Seated Female Nude

Description

For Rembrandt van Rijn, simple honesty of vision and sureness of line were far more important than the classical glorification of the nude. He focused on this subject only during certain phases of his career, and very few of the resulting studies, which he used to prepare biblical or mythological representations, survive today. This strong form is a late work, and one of only four extant drawings of the female nude attributed to Rembrandt with certainty. Unlike the almost scientific realism of his earlier nudes, his late studies are less detailed and more painterly. He attained a maximum of expression with a minimum of means. Rendered with a swift treatment by brush and the blunt reed pen favored by the artist in his late years, this ample figure projects a forceful presence. Her face is generalized, and her feelings are suggested through her contemplative pose. Her simple shape and external immobility seem to increase the viewer’s sense of her inner vitality. In Seated Female Nude, Rembrandt’s penstrokes and brushwork are integrated with the utmost lightness and perfection; the pen stresses structural features, while the brush provides a transparent, atmospheric tone linking figure and space.

Provenance

Louis Corot (c. 1840–c. 1930), Nimes [stamp (Lugt 1718), recto, lower left, in black]; sold to Richard (an art dealer), Paris, in 1924 [Lugt 1718]. Alfred Strölin (1871–1954) and/or his son Alfred Strölin (1912–1974), Paris and Lausanne, by 1935 [Benesch 1935]; sold to the Art Institute of Chicago, 1953.

Seated Female Nude

Rembrandt van Rijn

1660/62

Accession Number

90536

Medium

Pen and brown ink and brush and brown wash, with subtractive highlights (scraping) and touches of opaque white watercolor corrections, on ivory laid paper, laid down on cream laid card

Dimensions

Primary/secondary supports: 21.2 × 17.5 cm (8 3/8 × 6 15/16 in.)

Classification

pen and ink drawings

Museum

The Art Institute of Chicago

Chicago, United States

Credit Line

Clarence Buckingham Collection

Background & Context

Background Story

Rembrandt van Rijns Seated Female Nude from 1660-62 is a pen and brown ink and brush and wash drawing with subtractive highlights and opaque white watercolor corrections on ivory laid paper that exemplifies the Dutch masters approach to the nude figure in his late work, when the linear precision of his earlier drawings gave way to a broader, more atmospheric style in which the figure emerges from the tonal field of wash and graphite.
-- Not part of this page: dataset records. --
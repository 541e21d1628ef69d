use std::path::{Path, PathBuf};

use tracing::info;

use crate::error::{Result, VideoError};
use crate::video::source::FrameSource;
use crate::video::types::{Frame, VideoMetadata};

/// Directory of still images played back as consecutive frames
///
/// Files are ordered by name, so zero-padded names (`frame_000123.png`)
/// keep their numeric order.
pub struct ImageSequenceSource {
    files: Vec<PathBuf>,
    fps: f64,
    width: u32,
    height: u32,
    position: usize,
}

impl ImageSequenceSource {
    pub fn open<P: AsRef<Path>>(directory: P, fps: f64) -> Result<Self> {
        let directory = directory.as_ref();
        let open_failed = |reason: &str| VideoError::OpenFailed {
            path: directory.display().to_string(),
            reason: reason.to_string(),
        };

        let mut files = Vec::new();
        let entries = std::fs::read_dir(directory).map_err(|e| open_failed(&e.to_string()))?;
        for entry in entries {
            let path = entry.map_err(|e| open_failed(&e.to_string()))?.path();
            if path.is_file() && !is_hidden_file(&path) && is_image_file(&path) {
                files.push(path);
            }
        }
        files.sort();

        let first = files.first().ok_or_else(|| open_failed("no image files found"))?;
        let (width, height) = image::image_dimensions(first)
            .map_err(|e| open_failed(&e.to_string()))?;

        info!(
            "Opened image sequence {}: {} frames of {}x{} @ {:.3} fps",
            directory.display(),
            files.len(),
            width,
            height,
            fps
        );

        Ok(Self { files, fps, width, height, position: 0 })
    }

    /// Whether a path looks like a directory of frames rather than a video file
    pub fn is_sequence<P: AsRef<Path>>(path: P) -> bool {
        path.as_ref().is_dir()
    }
}

impl FrameSource for ImageSequenceSource {
    fn is_open(&self) -> bool {
        !self.files.is_empty()
    }

    fn frame_rate(&self) -> f64 {
        self.fps
    }

    fn total_frame_count(&self) -> u64 {
        self.files.len() as u64
    }

    fn seek(&mut self, frame_index: u64) -> Result<()> {
        if frame_index > self.files.len() as u64 {
            return Err(VideoError::SeekFailed {
                frame: frame_index,
                reason: format!("sequence holds {} frames", self.files.len()),
            }
            .into());
        }
        self.position = frame_index as usize;
        Ok(())
    }

    fn read_next(&mut self) -> Result<Option<Frame>> {
        let Some(path) = self.files.get(self.position) else {
            return Ok(None);
        };

        let image = image::open(path).map_err(|e| VideoError::DecodingFailed {
            reason: format!("{}: {}", path.display(), e),
        })?;
        self.position += 1;

        Ok(Some(Frame::new(image.to_rgb8())))
    }

    fn metadata(&self) -> VideoMetadata {
        VideoMetadata {
            fps: self.fps,
            width: self.width,
            height: self.height,
            frame_count: self.files.len() as u64,
        }
    }
}

fn is_image_file(path: &Path) -> bool {
    match path.extension().and_then(|ext| ext.to_str()) {
        Some(ext) => matches!(
            ext.to_lowercase().as_str(),
            "jpg" | "jpeg" | "png" | "bmp"
        ),
        None => false,
    }
}

fn is_hidden_file(path: &Path) -> bool {
    path.file_name()
        .and_then(|name| name.to_str())
        .map(|name| name.starts_with('.'))
        .unwrap_or(false)
}

#[cfg(test)]
mod tests {
    use super::*;
    use tempfile::tempdir;

    #[test]
    fn test_sequence_reads_in_name_order() {
        let dir = tempdir().unwrap();
        for i in [2u8, 0, 1] {
            Frame::new_filled(8, 6, [i * 10, 0, 0])
                .save_png(dir.path().join(format!("frame_{:04}.png", i)))
                .unwrap();
        }
        std::fs::write(dir.path().join("notes.txt"), "ignored").unwrap();

        let mut source = ImageSequenceSource::open(dir.path(), 30.0).unwrap();
        assert_eq!(source.total_frame_count(), 3);
        assert_eq!(source.metadata().width, 8);

        source.seek(1).unwrap();
        let frame = source.read_next().unwrap().unwrap();
        assert_eq!(frame.as_image().get_pixel(0, 0).0, [10, 0, 0]);
        assert!(source.read_next().unwrap().is_some());
        assert!(source.read_next().unwrap().is_none());
    }

    #[test]
    fn test_empty_directory_fails() {
        let dir = tempdir().unwrap();
        let err = ImageSequenceSource::open(dir.path(), 30.0).err().unwrap();
        assert_eq!(err.exit_code(), -1);
    }

    #[test]
    fn test_unreadable_directory_is_open_failure() {
        let dir = tempdir().unwrap();
        let file = dir.path().join("launch.mp4");
        std::fs::write(&file, b"not a directory").unwrap();

        for path in [file, dir.path().join("missing")] {
            let err = ImageSequenceSource::open(&path, 30.0).err().unwrap();
            assert!(matches!(
                err,
                crate::error::TelemetryError::Video(VideoError::OpenFailed { .. })
            ));
            assert_eq!(err.exit_code(), -1);
        }
    }
}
The seated nude, depicted from a slightly elevated viewpoint that exposes the full length of her body, is rendered with the unidealized physical specificity that distinguishes Rembrandts approach to the female nude from the more conventionally beautiful formulations of his Italian contemporaries. The years 1660-62 bracket the period of Rembrandts most accomplished drawings, when he was producing works of extraordinary tonal richness and psychological depth despite the personal and financial difficulties that had reduced him from the most successful painter in Amsterdam to a resident of a modest rented house. The subtractive highlights, created by scraping away the ink and wash to reveal the white paper beneath, demonstrate Rembrandts willingness to work against the grain of the medium, removing material rather than adding it to create the effect of light falling on the figures body. The opaque white watercolor corrections, visible in several areas of the drawing, reveal the working process of an artist who was constantly revising and refining his compositions, a process that Rembrandt made visible rather than concealing.

Cultural Impact

Rembrandts late drawings are among the most accomplished works in the history of Western draftsmanship, and their influence on the practice of drawing extends from his contemporaries through the academic tradition to the present. The Seated Female Nude demonstrates the unidealized approach to the figure and the tonal sophistication that make his late drawings models of the draftsmans art.

Why It Matters

A 1660-62 pen and ink and wash drawing by Rembrandt of a seated female nude with subtractive highlights and white watercolor corrections, exemplifying the unidealized physical specificity and tonal richness of his late work with visible evidence of the revision process that defines his approach.